▶ EXERCISE
Give the total number of lines in the data below that include "ExecutionStatus", and nothing else.

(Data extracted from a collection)
◇ ◇ ◇

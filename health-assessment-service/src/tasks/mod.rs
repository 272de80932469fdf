pub mod clarifying_quiz;
pub mod final_analysis;
pub mod initial_analysis;
pub mod profile_entry;
pub mod report_view;
pub mod symptom_entry;
pub mod types;
pub mod utils;

pub use clarifying_quiz::ClarifyingQuizTask;
pub use final_analysis::{FINAL_FAILURE_MESSAGE, FinalAnalysisTask};
pub use initial_analysis::{INITIAL_FAILURE_MESSAGE, InitialAnalysisTask};
pub use profile_entry::ProfileEntryTask;
pub use report_view::ReportViewTask;
pub use symptom_entry::SymptomEntryTask;
pub use types::{AssessmentStep, FlowError, WizardEvent, session_keys, task_ids};
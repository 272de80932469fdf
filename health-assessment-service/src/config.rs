use std::env;

pub const DEFAULT_MODEL: &str = "gemini-2.5-flash";
pub const DEFAULT_API_BASE: &str = "https://generativelanguage.googleapis.com";
pub const DEFAULT_TEMPERATURE: f32 = 0.4;
pub const DEFAULT_PORT: u16 = 3000;

/// Service settings, read once from the environment at startup.
#[derive(Debug, Clone)]
pub struct ServiceConfig {
    /// `GEMINI_API_KEY`, falling back to `API_KEY`.
    pub api_key: Option<String>,
    pub model: String,
    pub api_base: String,
    pub temperature: f32,
    pub port: u16,
}

impl ServiceConfig {
    pub fn from_env() -> Self {
        Self::from_lookup(|key| env::var(key).ok())
    }

    fn from_lookup(lookup: impl Fn(&str) -> Option<String>) -> Self {
        let api_key = lookup("GEMINI_API_KEY")
            .or_else(|| lookup("API_KEY"))
            .filter(|key| !key.trim().is_empty());

        Self {
            api_key,
            model: lookup("GEMINI_MODEL").unwrap_or_else(|| DEFAULT_MODEL.to_string()),
            api_base: lookup("GEMINI_API_BASE")
                .map(|base| base.trim_end_matches('/').to_string())
                .unwrap_or_else(|| DEFAULT_API_BASE.to_string()),
            temperature: lookup("GEMINI_TEMPERATURE")
                .and_then(|t| t.parse().ok())
                .unwrap_or(DEFAULT_TEMPERATURE),
            port: lookup("PORT")
                .and_then(|p| p.parse().ok())
                .unwrap_or(DEFAULT_PORT),
        }
    }
}

impl Default for ServiceConfig {
    fn default() -> Self {
        Self::from_lookup(|_| None)
    }
}
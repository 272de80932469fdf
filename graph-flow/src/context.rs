use dashmap::DashMap;
use serde::{Serialize, de::DeserializeOwned};
use serde_json::Value;
use std::sync::Arc;
use tracing::warn;

/// Shared key/value state for the tasks of one session.
///
/// Values are stored as JSON so a session can be inspected or persisted
/// without knowing the concrete types its tasks put in it.
#[derive(Clone, Debug)]
pub struct Context {
    data: Arc<DashMap<String, Value>>,
}

impl Context {
    pub fn new() -> Self {
        Self {
            data: Arc::new(DashMap::new()),
        }
    }

    pub async fn set(&self, key: impl Into<String>, value: impl Serialize) {
        self.set_sync(key, value);
    }

    /// Synchronous variant of [`Context::set`], usable from edge conditions.
    pub fn set_sync(&self, key: impl Into<String>, value: impl Serialize) {
        let key = key.into();
        match serde_json::to_value(value) {
            Ok(value) => {
                self.data.insert(key, value);
            }
            Err(e) => warn!(key = %key, error = %e, "Dropping context value that failed to serialize"),
        }
    }

    pub async fn get<T: DeserializeOwned>(&self, key: &str) -> Option<T> {
        self.get_sync(key)
    }

    pub fn get_sync<T: DeserializeOwned>(&self, key: &str) -> Option<T> {
        self.data
            .get(key)
            .and_then(|v| serde_json::from_value(v.clone()).ok())
    }

    pub fn contains_key(&self, key: &str) -> bool {
        self.data.contains_key(key)
    }

    pub async fn remove(&self, key: &str) -> Option<Value> {
        self.data.remove(key).map(|(_, v)| v)
    }
}

impl Default for Context {
    fn default() -> Self {
        Self::new()
    }
}
use async_trait::async_trait;
use dashmap::DashMap;
use serde::{Deserialize, Serialize};
use std::sync::Arc;

use crate::{Context, error::Result};

/// Session information
#[derive(Debug, Clone, Serialize, Deserialize)]
pub struct Session {
    pub id: String,
    pub graph_id: String,
    pub current_task_id: String,
    pub status_message: Option<String>,
    /// Tasks the session previously rested on, most recent last. Used by `NextAction::GoBack`.
    #[serde(default)]
    pub history: Vec<String>,
    #[serde(skip)]
    pub context: Context,
}

impl Session {
    pub fn new_from_task(sid: String, task_name: &str) -> Self {
        Self {
            id: sid,
            graph_id: "default".to_string(),
            current_task_id: task_name.to_string(),
            status_message: None,
            history: Vec::new(),
            context: Context::new(),
        }
    }

    /// Move the session to `task_id` and forget any back-navigation history.
    pub fn restart_at(&mut self, task_id: &str) {
        self.current_task_id = task_id.to_string();
        self.history.clear();
        self.status_message = None;
    }
}

/// Trait for storing and retrieving sessions
#[async_trait]
pub trait SessionStorage: Send + Sync {
    async fn save(&self, session: Session) -> Result<()>;
    async fn get(&self, id: &str) -> Result<Option<Session>>;
}

/// In-memory implementation of SessionStorage
#[derive(Default)]
pub struct InMemorySessionStorage {
    sessions: Arc<DashMap<String, Session>>,
}

impl InMemorySessionStorage {
    pub fn new() -> Self {
        Self::default()
    }
}

#[async_trait]
impl SessionStorage for InMemorySessionStorage {
    async fn save(&self, session: Session) -> Result<()> {
        self.sessions.insert(session.id.clone(), session);
        Ok(())
    }

    async fn get(&self, id: &str) -> Result<Option<Session>> {
        Ok(self.sessions.get(id).map(|entry| entry.clone()))
    }
}
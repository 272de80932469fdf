use async_trait::async_trait;
use graph_flow::{Context, NextAction, Result, Task, TaskResult};
use tracing::info;

use super::types::{AssessmentStep, WizardEvent, session_keys, task_ids};
use super::utils::{rejected, take_event};

/// First wizard step: optional patient demographics.
pub struct ProfileEntryTask;

#[async_trait]
impl Task for ProfileEntryTask {
    fn id(&self) -> &str {
        task_ids::PROFILE_ENTRY
    }

    async fn run(&self, context: Context) -> Result<TaskResult> {
        match take_event(&context).await? {
            None => Ok(TaskResult::new_with_status(
                Some("Tell us about the patient. Every field is optional.".to_string()),
                NextAction::WaitForInput,
                Some("Waiting for patient information".to_string()),
            )),
            Some(WizardEvent::SubmitProfile { profile }) => {
                info!(
                    task_id = %self.id(),
                    store_session = profile.store_session,
                    "Patient profile submitted"
                );
                context.set(session_keys::PROFILE, profile).await;
                context.remove(session_keys::LAST_ERROR).await;

                Ok(TaskResult::new_with_status(
                    Some("Describe the symptoms.".to_string()),
                    NextAction::Continue,
                    Some("Patient information saved".to_string()),
                ))
            }
            Some(other) => Err(rejected(&other, AssessmentStep::ProfileEntry)),
        }
    }
}
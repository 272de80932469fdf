use std::collections::HashMap;
use std::sync::Arc;
use tracing::debug;

use crate::{
    context::Context,
    error::{GraphError, Result},
    storage::Session,
    task::{NextAction, Task, TaskResult},
};

/// Type alias for edge condition functions
pub type EdgeCondition = Arc<dyn Fn(&Context) -> bool + Send + Sync>;

/// Edge between tasks in the graph
#[derive(Clone)]
pub enum Edge {
    Direct {
        from: String,
        to: String,
    },
    /// Routes to `yes` when the condition holds, otherwise to `no`
    Conditional {
        from: String,
        condition: EdgeCondition,
        yes: String,
        no: String,
    },
}

impl Edge {
    fn from(&self) -> &str {
        match self {
            Edge::Direct { from, .. } | Edge::Conditional { from, .. } => from,
        }
    }

    fn target(&self, context: &Context) -> &str {
        match self {
            Edge::Direct { to, .. } => to,
            Edge::Conditional {
                condition, yes, no, ..
            } => {
                if condition(context) {
                    yes
                } else {
                    no
                }
            }
        }
    }
}

/// A graph of tasks that can be executed
pub struct Graph {
    pub id: String,
    tasks: HashMap<String, Arc<dyn Task>>,
    edges: Vec<Edge>,
}

impl Graph {
    /// Execute the current task of the session, following `ContinueAndExecute` chains,
    /// and leave the session resting on the task that should receive the next input.
    pub async fn execute_session(&self, session: &mut Session) -> Result<ExecutionResult> {
        let resting_on = session.current_task_id.clone();
        let mut task_id = resting_on.clone();

        let (response, status) = loop {
            let result = self
                .execute_single_task(&task_id, session.context.clone())
                .await?;
            session.status_message = result.status_message.clone();

            match result.next_action {
                NextAction::ContinueAndExecute => {
                    if let Some(next_task_id) = self.find_next_task(&task_id, &session.context) {
                        debug!(from = %task_id, to = %next_task_id, "Continuing to next task");
                        task_id = next_task_id;
                        continue;
                    }
                    session.current_task_id = task_id;
                    break (result.response, ExecutionStatus::WaitingForInput);
                }
                NextAction::Continue => {
                    session.current_task_id = self
                        .find_next_task(&task_id, &session.context)
                        .unwrap_or(task_id);
                    break (result.response, ExecutionStatus::WaitingForInput);
                }
                NextAction::WaitForInput => {
                    session.current_task_id = task_id;
                    break (result.response, ExecutionStatus::WaitingForInput);
                }
                NextAction::End => {
                    session.current_task_id = task_id;
                    break (result.response, ExecutionStatus::Completed);
                }
                NextAction::GoTo(target_id) => {
                    if !self.tasks.contains_key(&target_id) {
                        return Err(GraphError::TaskNotFound(target_id));
                    }
                    session.current_task_id = target_id;
                    break (result.response, ExecutionStatus::WaitingForInput);
                }
                NextAction::GoBack => {
                    session.current_task_id = session.history.pop().unwrap_or(task_id);
                    return Ok(ExecutionResult {
                        response: result.response,
                        status: ExecutionStatus::WaitingForInput,
                    });
                }
            }
        };

        if session.current_task_id != resting_on {
            session.history.push(resting_on);
        }

        Ok(ExecutionResult { response, status })
    }

    /// Execute a single task without following any edges
    async fn execute_single_task(&self, task_id: &str, context: Context) -> Result<TaskResult> {
        let task = self
            .tasks
            .get(task_id)
            .ok_or_else(|| GraphError::TaskNotFound(task_id.to_string()))?;

        let mut result = task.run(context).await?;
        result.task_id = task_id.to_string();
        Ok(result)
    }

    /// Find the next task based on edges and conditions. The first edge leaving
    /// `current_task_id` decides.
    pub fn find_next_task(&self, current_task_id: &str, context: &Context) -> Option<String> {
        self.edges
            .iter()
            .find(|edge| edge.from() == current_task_id)
            .map(|edge| edge.target(context).to_string())
    }
}

/// Builder for creating graphs
pub struct GraphBuilder {
    id: String,
    tasks: HashMap<String, Arc<dyn Task>>,
    edges: Vec<Edge>,
}

impl GraphBuilder {
    pub fn new(id: impl Into<String>) -> Self {
        Self {
            id: id.into(),
            tasks: HashMap::new(),
            edges: Vec::new(),
        }
    }

    /// Add a task, keyed by its [`Task::id`]
    pub fn add_task(mut self, task: Arc<dyn Task>) -> Self {
        self.tasks.insert(task.id().to_string(), task);
        self
    }

    pub fn add_edge(mut self, from: impl Into<String>, to: impl Into<String>) -> Self {
        self.edges.push(Edge::Direct {
            from: from.into(),
            to: to.into(),
        });
        self
    }

    pub fn add_conditional_edge<F>(
        mut self,
        from: impl Into<String>,
        condition: F,
        yes: impl Into<String>,
        no: impl Into<String>,
    ) -> Self
    where
        F: Fn(&Context) -> bool + Send + Sync + 'static,
    {
        self.edges.push(Edge::Conditional {
            from: from.into(),
            condition: Arc::new(condition),
            yes: yes.into(),
            no: no.into(),
        });
        self
    }

    pub fn build(self) -> Graph {
        Graph {
            id: self.id,
            tasks: self.tasks,
            edges: self.edges,
        }
    }
}

/// Status of graph execution
#[derive(Debug, Clone)]
pub struct ExecutionResult {
    pub response: Option<String>,
    pub status: ExecutionStatus,
}

#[derive(Debug, Clone, PartialEq, Eq)]
pub enum ExecutionStatus {
    /// Waiting for user input to continue
    WaitingForInput,
    /// Workflow completed successfully
    Completed,
}
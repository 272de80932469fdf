pub mod context;
pub mod error;
pub mod graph;
pub mod runner;
pub mod storage;
pub mod task;

// Re-export commonly used types
pub use context::Context;
pub use error::{GraphError, Result};
pub use graph::{ExecutionResult, ExecutionStatus, Graph, GraphBuilder};
pub use runner::FlowRunner;
pub use storage::{InMemorySessionStorage, Session, SessionStorage};
pub use task::{NextAction, Task, TaskResult};

#[cfg(test)]
mod tests {
    use super::*;
    use async_trait::async_trait;
    use std::sync::Arc;

    /// Stores the pending input under its own id and moves on with `action`.
    struct FormTask {
        id: &'static str,
        action: NextAction,
    }

    #[async_trait]
    impl Task for FormTask {
        fn id(&self) -> &str {
            self.id
        }

        async fn run(&self, context: Context) -> Result<TaskResult> {
            let input: String = context.get("input").await.unwrap_or_default();
            context.set(self.id, input).await;
            Ok(TaskResult::new_with_status(
                Some(format!("{} done", self.id)),
                self.action.clone(),
                Some(format!("ran {}", self.id)),
            ))
        }
    }

    struct BackTask;

    #[async_trait]
    impl Task for BackTask {
        fn id(&self) -> &str {
            "back"
        }

        async fn run(&self, _context: Context) -> Result<TaskResult> {
            Ok(TaskResult::new_with_status(None, NextAction::GoBack, None))
        }
    }

    struct FailingTask;

    #[async_trait]
    impl Task for FailingTask {
        fn id(&self) -> &str {
            "failing"
        }

        async fn run(&self, _context: Context) -> Result<TaskResult> {
            Err(GraphError::TaskExecutionFailed("boom".to_string()))
        }
    }

    fn task(id: &'static str, action: NextAction) -> Arc<dyn Task> {
        Arc::new(FormTask { id, action })
    }

    #[tokio::test]
    async fn continue_moves_one_step_and_waits() {
        let graph = GraphBuilder::new("wizard")
            .add_task(task("first", NextAction::Continue))
            .add_task(task("second", NextAction::End))
            .add_edge("first", "second")
            .build();

        let mut session = Session::new_from_task("s1".to_string(), "first");
        session.context.set("input", "hello").await;

        let result = graph.execute_session(&mut session).await.unwrap();
        assert_eq!(result.status, ExecutionStatus::WaitingForInput);
        assert_eq!(result.response.as_deref(), Some("first done"));
        assert_eq!(session.current_task_id, "second");
        assert_eq!(session.history, vec!["first".to_string()]);
        assert_eq!(session.status_message.as_deref(), Some("ran first"));
        assert!(!session.context.contains_key("second"));

        let result = graph.execute_session(&mut session).await.unwrap();
        assert_eq!(result.status, ExecutionStatus::Completed);
        assert_eq!(session.current_task_id, "second");
    }

    #[tokio::test]
    async fn continue_and_execute_runs_the_chain() {
        let graph = GraphBuilder::new("chain")
            .add_task(task("a", NextAction::ContinueAndExecute))
            .add_task(task("b", NextAction::ContinueAndExecute))
            .add_task(task("c", NextAction::WaitForInput))
            .add_edge("a", "b")
            .add_edge("b", "c")
            .build();

        let mut session = Session::new_from_task("s".to_string(), "a");
        let result = graph.execute_session(&mut session).await.unwrap();

        assert_eq!(result.response.as_deref(), Some("c done"));
        assert_eq!(session.current_task_id, "c");
        assert!(session.context.contains_key("a"));
        assert!(session.context.contains_key("b"));
        assert_eq!(session.history, vec!["a".to_string()]);
    }

    #[tokio::test]
    async fn conditional_edge_picks_branch_from_context() {
        let graph = GraphBuilder::new("branch")
            .add_task(task("decide", NextAction::Continue))
            .add_task(task("yes", NextAction::End))
            .add_task(task("no", NextAction::End))
            .add_conditional_edge(
                "decide",
                |ctx| ctx.get_sync::<bool>("flag").unwrap_or(false),
                "yes",
                "no",
            )
            .build();

        let mut session = Session::new_from_task("s".to_string(), "decide");
        graph.execute_session(&mut session).await.unwrap();
        assert_eq!(session.current_task_id, "no");

        let mut session = Session::new_from_task("s".to_string(), "decide");
        session.context.set("flag", true).await;
        graph.execute_session(&mut session).await.unwrap();
        assert_eq!(session.current_task_id, "yes");
    }

    #[tokio::test]
    async fn go_back_returns_to_previous_resting_task() {
        let graph = GraphBuilder::new("nav")
            .add_task(task("first", NextAction::Continue))
            .add_task(Arc::new(BackTask))
            .add_edge("first", "back")
            .build();

        let mut session = Session::new_from_task("s".to_string(), "first");
        graph.execute_session(&mut session).await.unwrap();
        assert_eq!(session.current_task_id, "back");

        graph.execute_session(&mut session).await.unwrap();
        assert_eq!(session.current_task_id, "first");
        assert!(session.history.is_empty());
    }

    #[tokio::test]
    async fn go_to_unknown_task_is_an_error() {
        let graph = GraphBuilder::new("goto")
            .add_task(task("start", NextAction::GoTo("missing".to_string())))
            .build();

        let mut session = Session::new_from_task("s".to_string(), "start");
        let err = graph.execute_session(&mut session).await.unwrap_err();
        assert!(matches!(err, GraphError::TaskNotFound(id) if id == "missing"));
    }

    #[tokio::test]
    async fn runner_persists_position_only_on_success() {
        let graph = Arc::new(
            GraphBuilder::new("runner")
                .add_task(task("start", NextAction::ContinueAndExecute))
                .add_task(Arc::new(FailingTask))
                .add_edge("start", "failing")
                .build(),
        );

        let storage: Arc<dyn SessionStorage> = Arc::new(InMemorySessionStorage::new());
        storage
            .save(Session::new_from_task("s".to_string(), "start"))
            .await
            .unwrap();

        let runner = FlowRunner::new(graph, storage.clone());
        assert!(runner.run("s").await.is_err());

        let stored = storage.get("s").await.unwrap().unwrap();
        assert_eq!(stored.current_task_id, "start");

        assert!(matches!(
            runner.run("nope").await,
            Err(GraphError::SessionNotFound(_))
        ));
    }
}
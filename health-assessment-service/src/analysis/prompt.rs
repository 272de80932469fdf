use super::AnalysisRequest;
use crate::models::non_blank;

pub const SYSTEM_INSTRUCTION: &str = r#"You are HealthAware AI, a symptom-awareness and health-guidance assistant.

You are not a doctor and you never diagnose. You give educational, general health information only.
Safety comes first: if the symptoms could indicate an emergency, say clearly that the person should seek immediate care.
Always state: "This is not medical advice. Consult a qualified healthcare professional."

Analyze the provided symptoms (text, and an attached image or medical report when present) and answer with a single JSON object that follows the response schema:
1. Extract the key symptoms.
2. List possible conditions, strictly for education, with the symptoms that match and do not match each one.
3. Assign a risk score of Low, Moderate or High and explain it.
4. Give immediate self-care steps.
5. List medication cautions.
6. List red flags that require medical care.
7. Create study material: flashcards and a short multiple-choice quiz.
8. On a first pass, generate clarifying questions.

Answer in the language the user asks for. Keep the tone professional, empathetic and clear, at a 10th-12th grade reading level."#;

/// Render the user part of the request.
pub fn build_prompt(request: &AnalysisRequest) -> String {
    let profile = &request.profile;
    let symptoms = &request.symptoms;

    let mut prompt = format!(
        "Analyze the following health context.
User language preference: {language}.

Patient profile (optional):
- Name: {name}
- Age: {age}
- Gender: {gender}
- Location: {location}

Symptom input:
- Description: \"{description}\"
- Duration: {duration}
- Severity: {severity}
",
        language = request.language,
        name = profile.display_name(),
        age = or_not_provided(&profile.age),
        gender = or_not_provided(&profile.gender),
        location = or_not_provided(&profile.location),
        description = symptoms.description.trim(),
        duration = symptoms.duration.trim(),
        severity = symptoms.severity,
    );

    if request.file.is_some() {
        prompt.push_str(
            "\nAn attached file (image or PDF) contains medical reports or visual symptoms.\n",
        );
    }

    if request.is_follow_up() {
        let transcript: String = request
            .previous_answers
            .iter()
            .map(|answer| format!("- Q: {}\n  A: {}\n", answer.question_text, answer.answer))
            .collect();
        prompt.push_str(&format!(
            r#"
User answers to clarifying questions:
{transcript}
Task:
Using the original symptoms and the answers above, write the final detailed health report.
Set "isFinalReport" to true.
Leave "clarifyingQuestions" empty.
Refine the risk score and the possible conditions with the new information.
"#
        ));
    } else {
        prompt.push_str(
            r#"
Task:
Perform an initial analysis.
Set "isFinalReport" to false.
Generate 5-8 "clarifyingQuestions" that would narrow down the possibilities or assess severity, each with simple answer options.
"#,
        );
    }

    prompt
}

fn or_not_provided(field: &Option<String>) -> &str {
    non_blank(field).unwrap_or("Not provided")
}
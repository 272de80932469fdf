use graph_flow::{Context, GraphError, NextAction, TaskResult};
use tracing::{error, warn};

use super::types::{AssessmentStep, FlowError, WizardEvent, session_keys};
use crate::analysis::{AnalysisError, AnalysisRequest, Attachment, HealthAnalyzer};
use crate::models::{HealthAnalysis, Language, PatientProfile, QuestionAnswer, SymptomData};

/// Take the pending event out of the context so it is handled exactly once.
pub async fn take_event(context: &Context) -> Result<Option<WizardEvent>, GraphError> {
    match context.remove(session_keys::EVENT).await {
        None => Ok(None),
        Some(value) => serde_json::from_value(value)
            .map(Some)
            .map_err(|e| GraphError::InvalidInput(format!("malformed event: {e}"))),
    }
}

pub fn rejected(event: &WizardEvent, step: AssessmentStep) -> GraphError {
    warn!(event = event.name(), step = %step, "Event not accepted at this step");
    GraphError::InvalidInput(format!(
        "{} is not accepted at step {}",
        event.name(),
        step
    ))
}

/// Inputs of one analysis pass, gathered from the session.
pub struct PendingAnalysis {
    request: AnalysisRequest,
    attachment: Option<Attachment>,
}

impl PendingAnalysis {
    pub async fn load(
        context: &Context,
        previous_answers: Vec<QuestionAnswer>,
    ) -> Result<Self, GraphError> {
        let symptoms: SymptomData = context
            .get(session_keys::SYMPTOMS)
            .await
            .ok_or_else(|| GraphError::ContextError("symptoms not found in context".to_string()))?;
        let profile: PatientProfile = context
            .get(session_keys::PROFILE)
            .await
            .unwrap_or_default();
        let language: Language = context
            .get(session_keys::LANGUAGE)
            .await
            .unwrap_or_default();

        Ok(Self {
            request: AnalysisRequest {
                symptoms,
                profile,
                language,
                file: None,
                previous_answers,
            },
            attachment: context.get(session_keys::ATTACHMENT).await,
        })
    }

    /// Encode the attachment, if any, then make the call.
    pub async fn send(
        mut self,
        analyzer: &dyn HealthAnalyzer,
    ) -> Result<HealthAnalysis, AnalysisError> {
        if let Some(attachment) = &self.attachment {
            self.request.file = Some(attachment.to_inline_file().await?);
        }
        analyzer.analyze(&self.request).await
    }
}

/// Turn a failed analysis into the error overlay and send the user back to `retry_step`.
/// Fatal failures end the step instead.
pub async fn recover_from_failure(
    context: &Context,
    err: AnalysisError,
    retry_step: AssessmentStep,
    message: &str,
) -> Result<TaskResult, GraphError> {
    if err.is_fatal() {
        error!(error = %err, "Fatal analysis failure");
        return Err(GraphError::TaskExecutionFailed(err.to_string()));
    }

    error!(error = %err, retry_step = %retry_step, "Analysis failed, returning to input step");
    context
        .set(
            session_keys::LAST_ERROR,
            FlowError {
                message: message.to_string(),
                retry_step,
            },
        )
        .await;

    Ok(TaskResult::new_with_status(
        Some(message.to_string()),
        NextAction::GoTo(retry_step.task_id().to_string()),
        Some(format!("Analysis failed: {err}")),
    ))
}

◇ ◇ ◇

▶ RESULT OF THE TASK
11